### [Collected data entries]
---

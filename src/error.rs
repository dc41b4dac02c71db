//! Error types for sockmux.
//!
//! This module defines all error types used throughout the crate.
//!
//! # Usage
//!
//! All fallible operations return [`Result<T>`] which uses [`Error`]:
//!
//! ```ignore
//! use sockmux::Result;
//!
//! fn example(channel: &sockmux::Channel) -> Result<()> {
//!     channel.send(&"hello")?;
//!     Ok(())
//! }
//! ```
//!
//! # Error Categories
//!
//! | Category | Variants |
//! |----------|----------|
//! | Configuration | [`Error::Config`] |
//! | Connection | [`Error::Connection`], [`Error::ConnectionClosed`] |
//! | Protocol | [`Error::Decode`], [`Error::Json`] |
//! | Transport | [`Error::WebSocket`] |
//! | Lifecycle | [`Error::Shutdown`] |

// ============================================================================
// Imports
// ============================================================================

use std::result::Result as StdResult;

use thiserror::Error;
use tokio_tungstenite::tungstenite::Error as WsError;

// ============================================================================
// Result Alias
// ============================================================================

/// Result type alias using crate [`enum@Error`].
///
/// All fallible operations in this crate return this type.
pub type Result<T> = StdResult<T, Error>;

// ============================================================================
// Error Enum
// ============================================================================

/// Main error type for the crate.
///
/// Each variant includes relevant context for debugging.
#[derive(Error, Debug)]
pub enum Error {
    // ========================================================================
    // Configuration Errors
    // ========================================================================
    /// Configuration error.
    ///
    /// Returned when the socket configuration is invalid, e.g. an endpoint
    /// that does not parse as `host:port`.
    #[error("Configuration error: {message}")]
    Config {
        /// Description of the configuration error.
        message: String,
    },

    // ========================================================================
    // Connection Errors
    // ========================================================================
    /// WebSocket connection failed.
    ///
    /// Returned when a connection attempt to the endpoint fails.
    #[error("Connection failed: {message}")]
    Connection {
        /// Description of the connection error.
        message: String,
    },

    /// Connection closed.
    ///
    /// Returned when the transport link is lost during an operation.
    #[error("Connection closed")]
    ConnectionClosed,

    // ========================================================================
    // Protocol Errors
    // ========================================================================
    /// Inbound frame failed to decode.
    ///
    /// Reported through the error listeners instead of crashing the driver
    /// when the remote sends a malformed frame.
    #[error("Frame decode error: {message}")]
    Decode {
        /// Description of the decode failure.
        message: String,
    },

    // ========================================================================
    // Lifecycle Errors
    // ========================================================================
    /// The socket manager has been shut down.
    ///
    /// Returned by operations on handles that outlive the driver task.
    #[error("Socket manager shut down")]
    Shutdown,

    // ========================================================================
    // External Errors
    // ========================================================================
    /// JSON serialization error.
    #[error("JSON error: {0}")]
    Json(#[from] serde_json::Error),

    /// WebSocket error.
    #[error("WebSocket error: {0}")]
    WebSocket(#[from] WsError),
}

// ============================================================================
// Error Constructors
// ============================================================================

impl Error {
    /// Creates a configuration error.
    #[inline]
    pub fn config(message: impl Into<String>) -> Self {
        Self::Config {
            message: message.into(),
        }
    }

    /// Creates a connection error.
    #[inline]
    pub fn connection(message: impl Into<String>) -> Self {
        Self::Connection {
            message: message.into(),
        }
    }

    /// Creates a frame decode error.
    #[inline]
    pub fn decode(message: impl Into<String>) -> Self {
        Self::Decode {
            message: message.into(),
        }
    }
}

// ============================================================================
// Error Predicates
// ============================================================================

impl Error {
    /// Returns `true` if this is a connection error.
    #[inline]
    #[must_use]
    pub fn is_connection_error(&self) -> bool {
        matches!(
            self,
            Self::Connection { .. } | Self::ConnectionClosed | Self::WebSocket(_)
        )
    }

    /// Returns `true` if this is a decode error.
    #[inline]
    #[must_use]
    pub fn is_decode_error(&self) -> bool {
        matches!(self, Self::Decode { .. })
    }
}

// ============================================================================
// Tests
// ============================================================================

#[cfg(test)]
mod tests {
    use super::*;

    #[test]
    fn test_error_display() {
        let err = Error::connection("failed to connect");
        assert_eq!(err.to_string(), "Connection failed: failed to connect");
    }

    #[test]
    fn test_config_error() {
        let err = Error::config("endpoint missing port");
        assert_eq!(
            err.to_string(),
            "Configuration error: endpoint missing port"
        );
    }

    #[test]
    fn test_decode_error() {
        let err = Error::decode("expected object");
        assert_eq!(err.to_string(), "Frame decode error: expected object");
        assert!(err.is_decode_error());
    }

    #[test]
    fn test_is_connection_error() {
        let conn_err = Error::connection("test");
        let closed_err = Error::ConnectionClosed;
        let other_err = Error::config("test");

        assert!(conn_err.is_connection_error());
        assert!(closed_err.is_connection_error());
        assert!(!other_err.is_connection_error());
    }

    #[test]
    fn test_shutdown_display() {
        assert_eq!(Error::Shutdown.to_string(), "Socket manager shut down");
    }

    #[test]
    fn test_from_json_error() {
        let json_err = serde_json::from_str::<String>("invalid").unwrap_err();
        let err: Error = json_err.into();
        assert!(matches!(err, Error::Json(_)));
    }
}
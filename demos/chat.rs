//! Minimal chat client over a multiplexed socket.
//!
//! Demonstrates:
//! - Creating a SocketManager and registering connection listeners
//! - Joining a room channel and listening for messages
//! - Sending a shout and enabling keepalive
//!
//! Usage:
//!   cargo run --example chat -- <host:port> <room>
//!   cargo run --example chat -- publish.ip1.cc:4000 lobby

// ============================================================================
// Imports
// ============================================================================

use std::time::Duration;

use anyhow::Result;
use sockmux::{SocketConfig, SocketEventKind, SocketManager};
use tracing_subscriber::EnvFilter;

// ============================================================================
// Main
// ============================================================================

#[tokio::main]
async fn main() {
    tracing_subscriber::fmt()
        .with_env_filter(EnvFilter::from_default_env())
        .init();

    let mut args = std::env::args().skip(1);
    let server = args.next().unwrap_or_else(|| "127.0.0.1:4000".to_string());
    let room = args.next().unwrap_or_else(|| "lobby".to_string());

    if let Err(e) = run(&server, &room).await {
        eprintln!("\n[ERROR] {e}");
        std::process::exit(1);
    }
}

async fn run(server: &str, room: &str) -> Result<()> {
    println!("=== sockmux chat ===\n");
    println!("[1] Connecting to {server}...");

    let manager = SocketManager::new(
        SocketConfig::new(server).with_reconnect(5, Duration::from_secs(3)),
    )?;

    manager.on(SocketEventKind::Open, |_| println!("    ✓ Socket open"));
    manager.on(SocketEventKind::Close, |_| println!("    - Socket closed"));
    manager.on(SocketEventKind::Error, |event| {
        println!("    ✗ Socket error: {event:?}");
    });

    manager.set_keepalive_interval(Duration::from_secs(30));

    // ========================================================================
    // Join Channel
    // ========================================================================

    println!("[2] Joining room:{room}...");

    let channel = manager.join_channel(room);
    let topic = channel.topic().clone();
    channel.on_message(move |message| println!("    [{topic}] {message}"));

    channel.send(&"hello from sockmux")?;

    // ========================================================================
    // Run
    // ========================================================================

    println!("[3] Listening (ctrl-c to exit)...\n");
    tokio::signal::ctrl_c().await.ok();

    println!("\n[Cleanup] Shutting down...");
    manager.shutdown();
    println!("          ✓ Done");

    Ok(())
}
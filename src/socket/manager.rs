//! Socket manager: the public connection handle.
//!
//! A [`SocketManager`] owns one physical connection lifecycle and the set of
//! channels multiplexed over it. Construction spawns the driver task, which
//! connects immediately and keeps reconnecting within the configured budget.
//!
//! The manager is a cheap handle: cloning it shares the same driver,
//! listeners, and channel registry. All operations are non-blocking; they
//! enqueue commands the driver applies on its event loop.

// ============================================================================
// Imports
// ============================================================================

use std::sync::Arc;
use std::time::Duration;

use tokio::sync::{mpsc, watch};

use crate::error::Result;
use crate::ids::Topic;
use crate::transport::{Transport, WsTransport};

use super::channel::{Channel, ChannelRegistry, ChannelShared};
use super::config::SocketConfig;
use super::driver::{Command, Driver};
use super::event::{SocketEvent, SocketEventKind, SocketListeners};

// ============================================================================
// SocketState
// ============================================================================

/// Connection state of the socket.
#[derive(Debug, Clone, Copy, PartialEq, Eq)]
pub enum SocketState {
    /// A connect attempt is in progress.
    Connecting,
    /// A transport connection is established.
    Open,
    /// No connection; either between attempts, after the reconnect budget
    /// was exhausted, or after shutdown.
    Closed,
}

// ============================================================================
// SocketManager
// ============================================================================

/// Reconnecting channel-multiplexing socket.
///
/// # Example
///
/// ```no_run
/// use sockmux::{SocketConfig, SocketEventKind, SocketManager};
///
/// # fn example() -> sockmux::Result<()> {
/// let manager = SocketManager::new(SocketConfig::new("publish.ip1.cc:4000"))?;
///
/// manager.on(SocketEventKind::Open, |_| println!("socket open"));
///
/// let channel = manager.join_channel("lobby");
/// channel.on_message(|message| println!("lobby: {message}"));
/// channel.send(&"hello")?;
/// # Ok(())
/// # }
/// ```
#[derive(Clone)]
pub struct SocketManager {
    commands: mpsc::UnboundedSender<Command>,
    listeners: Arc<SocketListeners>,
    registry: Arc<ChannelRegistry>,
    state_rx: watch::Receiver<SocketState>,
}

// ============================================================================
// SocketManager - Construction
// ============================================================================

impl SocketManager {
    /// Creates a manager connected over WebSocket and starts its driver.
    ///
    /// # Errors
    ///
    /// Returns [`Error::Config`](crate::Error::Config) if the configured
    /// server address is invalid.
    pub fn new(config: SocketConfig) -> Result<Self> {
        Self::with_transport(config, WsTransport::new())
    }

    /// Creates a manager over a custom [`Transport`].
    ///
    /// # Errors
    ///
    /// Returns [`Error::Config`](crate::Error::Config) if the configured
    /// server address is invalid.
    pub fn with_transport(config: SocketConfig, transport: impl Transport) -> Result<Self> {
        let url = config.endpoint_url()?;

        let (command_tx, command_rx) = mpsc::unbounded_channel();
        let (state_tx, state_rx) = watch::channel(SocketState::Connecting);
        let listeners = Arc::new(SocketListeners::default());
        let registry = Arc::new(ChannelRegistry::default());

        let driver = Driver::new(
            url,
            Box::new(transport),
            &config,
            command_rx,
            state_tx,
            Arc::clone(&listeners),
            Arc::clone(&registry),
        );
        tokio::spawn(driver.run());

        Ok(Self {
            commands: command_tx,
            listeners,
            registry,
            state_rx,
        })
    }
}

// ============================================================================
// SocketManager - Public API
// ============================================================================

impl SocketManager {
    /// Registers a connection-level event listener.
    ///
    /// Listeners for a kind fire in registration order, on the driver task.
    pub fn on(
        &self,
        kind: SocketEventKind,
        listener: impl Fn(&SocketEvent) + Send + Sync + 'static,
    ) {
        self.listeners.register(kind, Arc::new(listener));
    }

    /// Replaces the reconnection policy.
    ///
    /// Takes effect at the next close event; a reconnect already scheduled
    /// keeps its original delay.
    pub fn configure_reconnection(&self, max_attempts: u32, interval: Duration) {
        let _ = self.commands.send(Command::ConfigureReconnect {
            max_attempts,
            interval,
        });
    }

    /// Joins the channel `room:<name>` and returns its handle.
    ///
    /// The join frame goes out immediately when the socket is open;
    /// membership is (re-)established by join replay on every open, so a
    /// channel joined while disconnected becomes live at the next open.
    ///
    /// Joining a topic that already has a live channel replaces it; the new
    /// channel keeps the topic's original join-replay position.
    pub fn join_channel(&self, name: impl AsRef<str>) -> Channel {
        let topic = Topic::room(name);
        let shared = Arc::new(ChannelShared::new(topic.clone()));

        self.registry.insert(Arc::clone(&shared));
        let _ = self.commands.send(Command::Join(topic));

        Channel::new(shared, self.commands.clone())
    }

    /// Replaces the keepalive schedule.
    ///
    /// While the socket is open, a ping frame is sent every `period`,
    /// starting one full period after the call. A zero period disables
    /// keepalive.
    pub fn set_keepalive_interval(&self, period: Duration) {
        let keepalive = if period.is_zero() { None } else { Some(period) };
        let _ = self.commands.send(Command::SetKeepAlive(keepalive));
    }

    /// Returns the current connection state.
    #[inline]
    #[must_use]
    pub fn state(&self) -> SocketState {
        *self.state_rx.borrow()
    }

    /// Returns a receiver observing connection state changes.
    #[inline]
    #[must_use]
    pub fn state_receiver(&self) -> watch::Receiver<SocketState> {
        self.state_rx.clone()
    }

    /// Shuts the socket down.
    ///
    /// Closes any live connection and cancels a reconnect scheduled
    /// mid-backoff. Dropping every handle (manager and channels) has the
    /// same effect.
    pub fn shutdown(&self) {
        let _ = self.commands.send(Command::Shutdown);
    }
}

// ============================================================================
// Tests
// ============================================================================

#[cfg(test)]
mod tests {
    use super::*;

    use crate::transport::fake::FakeTransport;

    fn manager(config: SocketConfig) -> (SocketManager, FakeTransport) {
        let fake = FakeTransport::new();
        let manager =
            SocketManager::with_transport(config, fake.clone()).expect("valid config");
        (manager, fake)
    }

    #[tokio::test]
    async fn test_invalid_server_address_rejected() {
        let result = SocketManager::new(SocketConfig::new("not a host"));
        assert!(result.is_err());
    }

    #[tokio::test(start_paused = true)]
    async fn test_join_channel_topic_prefix() {
        let (manager, _fake) = manager(SocketConfig::new("localhost:4000"));
        let channel = manager.join_channel("someTopic");
        assert_eq!(channel.topic().as_str(), "room:someTopic");
    }

    #[tokio::test(start_paused = true)]
    async fn test_initial_state_is_connecting() {
        let (manager, fake) = manager(SocketConfig::new("localhost:4000"));
        let _conn = fake.expect_accept();
        assert_eq!(manager.state(), SocketState::Connecting);
    }

    #[tokio::test(start_paused = true)]
    async fn test_clones_share_driver() {
        let (manager, fake) = manager(SocketConfig::new("localhost:4000"));
        let conn = fake.expect_accept();

        let clone = manager.clone();
        clone.join_channel("lobby");
        tokio::time::sleep(Duration::from_millis(10)).await;

        assert_eq!(manager.state(), SocketState::Open);
        assert_eq!(conn.sent_frames().len(), 1);
    }
}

---

### [What to work on]
Out of the data above, transcribe exactly and only the lines starting with the line that has "the next open." and going on through the line that has "let _ = self.commands.send(Command::Join(topic));", both included.

### [Answer for this exercise]
    /// channel joined while disconnected becomes live at the next open.
    ///
    /// Joining a topic that already has a live channel replaces it; the new
    /// channel keeps the topic's original join-replay position.
    pub fn join_channel(&self, name: impl AsRef<str>) -> Channel {
        let topic = Topic::room(name);
        let shared = Arc::new(ChannelShared::new(topic.clone()));

        self.registry.insert(Arc::clone(&shared));
        let _ = self.commands.send(Command::Join(topic));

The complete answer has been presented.